Our plan is to start with an intuitive discussion of what sorting is, and to distill an algorithm out of that. We will look in to sorted insertion, and then into the bubblesort algorithm.

21.2. Experiment: a game of cards

Start by dealing out a game of cards. We can start with Poker, or bridge if you and the other students have already seen it.

When you receive your hand you should:

  1. Describe their algorithm to your neighbor in class.

  2. Compare what happens when you sort 4 cards to when you sort 8 or 13 cards.

  3. Take notes on paper on how you sorted your hand so as to see all the features in it.

21.3. Intuition to algorithm on card sorting

Take your description of the algorithm and try to write a python function to implement that sorting. We will do so in the framework of a small program that is ready to go as soon as you drop in your sorting function.

21.4. Writing up the algorithm in Python

I show here a simple algorithm for sorting, which might look a lot like what you have come up with.

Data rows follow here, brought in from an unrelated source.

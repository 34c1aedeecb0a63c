//! Candidate acceptance by minimum size and orientation class.

use clap::ValueEnum;
use serde::Deserialize;

use crate::decode::DecodedImage;

/// Which aspect classes are shown.
#[derive(Debug, Clone, Copy, PartialEq, Eq, Default, Deserialize, ValueEnum)]
#[serde(rename_all = "kebab-case")]
pub enum OrientationFilter {
    #[default]
    Any,
    /// Strictly wider than tall.
    Landscape,
    /// Strictly taller than wide.
    Portrait,
}

/// User-adjustable filter, replaced as a whole value whenever it changes.
#[derive(Debug, Clone, Copy, PartialEq, Eq, Deserialize)]
#[serde(rename_all = "kebab-case", default, deny_unknown_fields)]
pub struct FilterConfig {
    pub min_width: u32,
    pub min_height: u32,
    pub orientation: OrientationFilter,
}

impl Default for FilterConfig {
    fn default() -> Self {
        Self {
            min_width: 500,
            min_height: 500,
            orientation: OrientationFilter::Any,
        }
    }
}

impl FilterConfig {
    /// A filter that accepts every image.
    #[must_use]
    pub const fn accept_all() -> Self {
        Self {
            min_width: 0,
            min_height: 0,
            orientation: OrientationFilter::Any,
        }
    }

    /// Decide whether an image of `width` x `height` may be shown.
    ///
    /// Square images fail both `Landscape` and `Portrait`.
    #[must_use]
    pub const fn accepts_dimensions(&self, width: u32, height: u32) -> bool {
        if width < self.min_width || height < self.min_height {
            return false;
        }
        match self.orientation {
            OrientationFilter::Any => true,
            OrientationFilter::Landscape => width > height,
            OrientationFilter::Portrait => height > width,
        }
    }

    #[must_use]
    pub fn accepts(&self, image: &DecodedImage) -> bool {
        let (w, h) = image.dimensions();
        self.accepts_dimensions(w, h)
    }
}
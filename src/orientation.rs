//! EXIF orientation lookup.
//!
//! Only the pure rotations are honoured. Mirrored orientations (2, 4, 5, 7)
//! are left untouched.

use std::io::Cursor;

use exif::{In, Tag};
use image::RgbaImage;
use image::imageops;
use tracing::trace;

/// Clockwise rotation needed to display an image upright.
#[derive(Debug, Clone, Copy, PartialEq, Eq, Default)]
pub enum Rotation {
    #[default]
    None,
    Cw90,
    Cw180,
    Cw270,
}

impl Rotation {
    /// Rotation angle in degrees: 0, 90, 180 or 270.
    #[must_use]
    pub const fn degrees(self) -> u16 {
        match self {
            Self::None => 0,
            Self::Cw90 => 90,
            Self::Cw180 => 180,
            Self::Cw270 => 270,
        }
    }

    /// Whether applying this rotation exchanges width and height.
    #[must_use]
    pub const fn swaps_dimensions(self) -> bool {
        matches!(self, Self::Cw90 | Self::Cw270)
    }

    /// Rotate `img` clockwise by this amount.
    #[must_use]
    pub fn apply(self, img: RgbaImage) -> RgbaImage {
        match self {
            Self::None => img,
            Self::Cw90 => imageops::rotate90(&img),
            Self::Cw180 => imageops::rotate180(&img),
            Self::Cw270 => imageops::rotate270(&img),
        }
    }
}

/// Map a raw EXIF orientation value to the rotation it calls for.
#[must_use]
pub const fn rotation_for_tag(raw: u32) -> Rotation {
    match raw {
        6 => Rotation::Cw90,
        3 => Rotation::Cw180,
        8 => Rotation::Cw270,
        _ => Rotation::None,
    }
}

/// Read the orientation tag from an encoded image held in memory.
///
/// Missing or unparsable metadata yields [`Rotation::None`].
#[must_use]
pub fn read_orientation(encoded: &[u8]) -> Rotation {
    read_orientation_tag(encoded).map_or(Rotation::None, rotation_for_tag)
}

fn read_orientation_tag(encoded: &[u8]) -> Option<u32> {
    let mut cursor = Cursor::new(encoded);
    let exif = exif::Reader::new().read_from_container(&mut cursor).ok()?;
    let field = exif.get_field(Tag::Orientation, In::PRIMARY)?;
    let raw = field.value.get_uint(0)?;
    trace!(orientation = raw, "exif orientation tag");
    Some(raw)
}

#[cfg(test)]
mod tests {
    use super::*;

    #[test]
    fn fixed_mapping() {
        assert_eq!(rotation_for_tag(6).degrees(), 90);
        assert_eq!(rotation_for_tag(3).degrees(), 180);
        assert_eq!(rotation_for_tag(8).degrees(), 270);
        for raw in [0, 1, 2, 4, 5, 7, 9, 255, u32::MAX] {
            assert_eq!(rotation_for_tag(raw), Rotation::None, "tag {raw}");
        }
    }

    #[test]
    fn garbage_bytes_mean_no_rotation() {
        assert_eq!(read_orientation(b"definitely not an image"), Rotation::None);
        assert_eq!(read_orientation(&[]), Rotation::None);
    }

    #[test]
    fn quarter_turn_swaps_dimensions() {
        let img = RgbaImage::new(4, 2);
        let rotated = Rotation::Cw90.apply(img.clone());
        assert_eq!(rotated.dimensions(), (2, 4));
        assert_eq!(Rotation::Cw180.apply(img).dimensions(), (4, 2));
        assert!(Rotation::Cw270.swaps_dimensions());
        assert!(!Rotation::Cw180.swaps_dimensions());
    }
}
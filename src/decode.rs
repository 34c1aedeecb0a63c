//! Decoding candidate files into upright, immutable RGBA images.

use std::fs;
use std::io::Cursor;
use std::path::Path;
use std::sync::Arc;

use image::{ImageError, ImageReader, RgbaImage};
use thiserror::Error;
use tracing::debug;

use crate::orientation::{Rotation, read_orientation};

/// Why a single candidate could not be decoded. Never fatal to a session.
#[derive(Debug, Error)]
pub enum DecodeError {
    #[error("unsupported image format: {0}")]
    UnsupportedFormat(String),

    #[error("failed to decode image: {0}")]
    Decode(String),

    #[error(transparent)]
    Io(#[from] std::io::Error),
}

impl From<ImageError> for DecodeError {
    fn from(err: ImageError) -> Self {
        match err {
            ImageError::Unsupported(e) => Self::UnsupportedFormat(e.to_string()),
            ImageError::IoError(e) => Self::Io(e),
            other => Self::Decode(other.to_string()),
        }
    }
}

/// An orientation-corrected RGBA bitmap.
///
/// The pixels sit behind an `Arc` and are never handed out mutably, so clones
/// share one buffer and can cross threads freely.
#[derive(Debug, Clone)]
pub struct DecodedImage {
    pixels: Arc<RgbaImage>,
}

impl DecodedImage {
    #[must_use]
    pub fn new(pixels: RgbaImage) -> Self {
        Self {
            pixels: Arc::new(pixels),
        }
    }

    #[must_use]
    pub fn width(&self) -> u32 {
        self.pixels.width()
    }

    #[must_use]
    pub fn height(&self) -> u32 {
        self.pixels.height()
    }

    /// `(width, height)` in pixels, after orientation correction.
    #[must_use]
    pub fn dimensions(&self) -> (u32, u32) {
        self.pixels.dimensions()
    }

    #[must_use]
    pub fn pixels(&self) -> &RgbaImage {
        &self.pixels
    }
}

/// Turns a catalog path into a displayable image.
///
/// Implementations are called from blocking worker threads and may take as
/// long as they need.
pub trait ImageDecoder: Send + Sync {
    /// Decode `path`.
    ///
    /// # Errors
    /// Any [`DecodeError`]; callers treat it as "try another candidate".
    fn decode(&self, path: &Path) -> Result<DecodedImage, DecodeError>;
}

/// Decoder backed by the `image` crate with EXIF rotation applied.
#[derive(Debug, Clone, Copy, Default)]
pub struct FileDecoder;

impl ImageDecoder for FileDecoder {
    fn decode(&self, path: &Path) -> Result<DecodedImage, DecodeError> {
        let bytes = fs::read(path)?;
        decode_bytes(&bytes).inspect_err(|err| debug!(path = %path.display(), "decode failed: {err}"))
    }
}

/// Decode an in-memory encoded image and rotate it upright.
///
/// The format is sniffed from content. Orientation lookup is best effort: a
/// missing or broken EXIF block leaves the image as stored.
///
/// # Errors
/// [`DecodeError::UnsupportedFormat`] when the format is unknown or not
/// compiled in, [`DecodeError::Decode`] for corrupt data.
pub fn decode_bytes(bytes: &[u8]) -> Result<DecodedImage, DecodeError> {
    let img = ImageReader::new(Cursor::new(bytes))
        .with_guessed_format()?
        .decode()?
        .into_rgba8();

    let rotation = read_orientation(bytes);
    if rotation != Rotation::None {
        debug!(degrees = rotation.degrees(), "applying exif rotation");
    }
    Ok(DecodedImage::new(rotation.apply(img)))
}
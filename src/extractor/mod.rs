//! Metadata extraction: URL handling, the two yt-dlp providers, stream
//! reassembly and projection

pub mod library;
pub mod models;
pub mod projector;
pub mod python;
pub mod reassembler;
pub mod session;
pub mod traits;
pub mod url;
pub mod ytdlp;

pub use library::{LibraryProvider, YtDlpLibrary};
pub use models::{PlaylistMetadata, RawFormatEntry, VideoMetadata};
pub use projector::{project, project_value, ProjectedFormatModel};
pub use python::PythonYtDlp;
pub use reassembler::JsonReassembler;
pub use session::{FetchEvent, FetchSession, FetchSummary};
pub use traits::{ExtractEvent, FormatProvider, ProviderMode};
pub use url::SubmitKind;
pub use ytdlp::SubprocessProvider;

use crate::utils::config::AppSettings;
use crate::utils::error::RavenError;
use anyhow::Result;
use std::sync::Arc;
use tracing::{info, warn};

/// Build the provider for `settings.mode`. Chosen once per process.
pub fn select_provider(settings: &AppSettings) -> Result<Arc<dyn FormatProvider>> {
    let python = settings.python_path.clone();
    let ytdlp = settings.ytdlp_path.clone();
    choose_provider(
        settings.mode,
        move || {
            PythonYtDlp::initialize(python.as_deref())
                .map(|lib| Arc::new(lib) as Arc<dyn YtDlpLibrary>)
        },
        move || SubprocessProvider::new(ytdlp.as_deref()),
    )
}

/// Mode selection with injectable constructors.
///
/// `Auto` tries the library and falls back to the subprocess only when the
/// library is unavailable. `Library` never falls back. `Subprocess` never
/// touches the library.
pub fn choose_provider<L, S>(
    mode: ProviderMode,
    init_library: L,
    init_subprocess: S,
) -> Result<Arc<dyn FormatProvider>>
where
    L: FnOnce() -> Result<Arc<dyn YtDlpLibrary>, RavenError>,
    S: FnOnce() -> Result<SubprocessProvider>,
{
    let provider: Arc<dyn FormatProvider> = match mode {
        ProviderMode::Subprocess => Arc::new(init_subprocess()?),
        ProviderMode::Library => Arc::new(LibraryProvider::new(init_library()?)),
        ProviderMode::Auto => match init_library() {
            Ok(library) => Arc::new(LibraryProvider::new(library)),
            Err(RavenError::CapabilityUnavailable(reason)) => {
                warn!(
                    "yt-dlp library unavailable ({}), falling back to subprocess",
                    reason
                );
                Arc::new(init_subprocess()?)
            }
            Err(e) => return Err(e.into()),
        },
    };

    info!("Format provider: {} ({})", provider.id(), provider.mode());
    Ok(provider)
}

#[cfg(test)]
mod tests {
    use super::*;
    use crate::extractor::library::{DownloadOptions, ExtractOptions, LibraryDownloadOutcome};
    use serde_json::Value;

    struct NullLibrary;

    impl YtDlpLibrary for NullLibrary {
        fn name(&self) -> &str {
            "null"
        }

        fn version(&self) -> Result<String> {
            Ok("0".into())
        }

        fn extract_info(&self, _url: &str, _options: &ExtractOptions) -> Result<Value> {
            Ok(Value::Null)
        }

        fn download(
            &self,
            _url: &str,
            _options: &DownloadOptions,
            _progress: &mut dyn FnMut(f64),
        ) -> Result<LibraryDownloadOutcome> {
            Ok(LibraryDownloadOutcome::default())
        }
    }

    fn library_ok() -> Result<Arc<dyn YtDlpLibrary>, RavenError> {
        Ok(Arc::new(NullLibrary))
    }

    fn library_missing() -> Result<Arc<dyn YtDlpLibrary>, RavenError> {
        Err(RavenError::CapabilityUnavailable("No module named 'yt_dlp'".into()))
    }

    fn subprocess() -> Result<SubprocessProvider> {
        Ok(SubprocessProvider::with_command("yt-dlp", vec![]))
    }

    #[test]
    fn test_auto_prefers_library() {
        let provider = choose_provider(ProviderMode::Auto, library_ok, subprocess).unwrap();
        assert_eq!(provider.mode(), ProviderMode::Library);
        assert!(!provider.supports_cancel());
    }

    #[test]
    fn test_auto_falls_back_once() {
        let mut subprocess_calls = 0;
        let provider = choose_provider(ProviderMode::Auto, library_missing, || {
            subprocess_calls += 1;
            subprocess()
        })
        .unwrap();
        assert_eq!(provider.mode(), ProviderMode::Subprocess);
        assert_eq!(subprocess_calls, 1);
    }

    #[test]
    fn test_library_mode_fails_hard() {
        let result = choose_provider(ProviderMode::Library, library_missing, subprocess);
        assert!(result.is_err());
    }

    #[test]
    fn test_subprocess_mode_skips_library() {
        let provider = choose_provider(
            ProviderMode::Subprocess,
            || -> Result<Arc<dyn YtDlpLibrary>, RavenError> { panic!("library touched") },
            subprocess,
        )
        .unwrap();
        assert_eq!(provider.id(), "ytdlp-subprocess");
    }
}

The Python function is called sort_myveryown()

def sort_myveryown(l):
    """This function implements my very own sorting algorithm, which
    is basically an insertion sort.  It takes the list l, sorts
    it, and returns the sorted result."""
    ## iterate through the whole list, skipping element 0
    for i in range(1, len(l)):
        ## having fixated on element i, look at all the ones
        ## *before* i and see if they are bigger and should
        ## be placed *after* i
        for j in range(i):
            if l[i] < l[j]:
                ## this is the case where l[j] is bigger.  since
                ## all the j come *before* the i this means that
                ## the sort is incorrect and we must swap i and j
                # print('SWAP: %d/%d  <--> %d/%d' % (i, l[i], j, l[j]))
                l[j], l[i] = l[i], l[j]
    return l

Look at the program in Listing 21.4.1 and put your own code in for the function sort_myveryown(). You can look up “insertion sort” in wikipedia for a very simple description of the algorighm, and their “pseudocode” (a description of the algorithm that is not in any specific programming language) can be translated to Python quite easily. If you feel that your procedure was different from insertion sort then adapt the code to match what you did.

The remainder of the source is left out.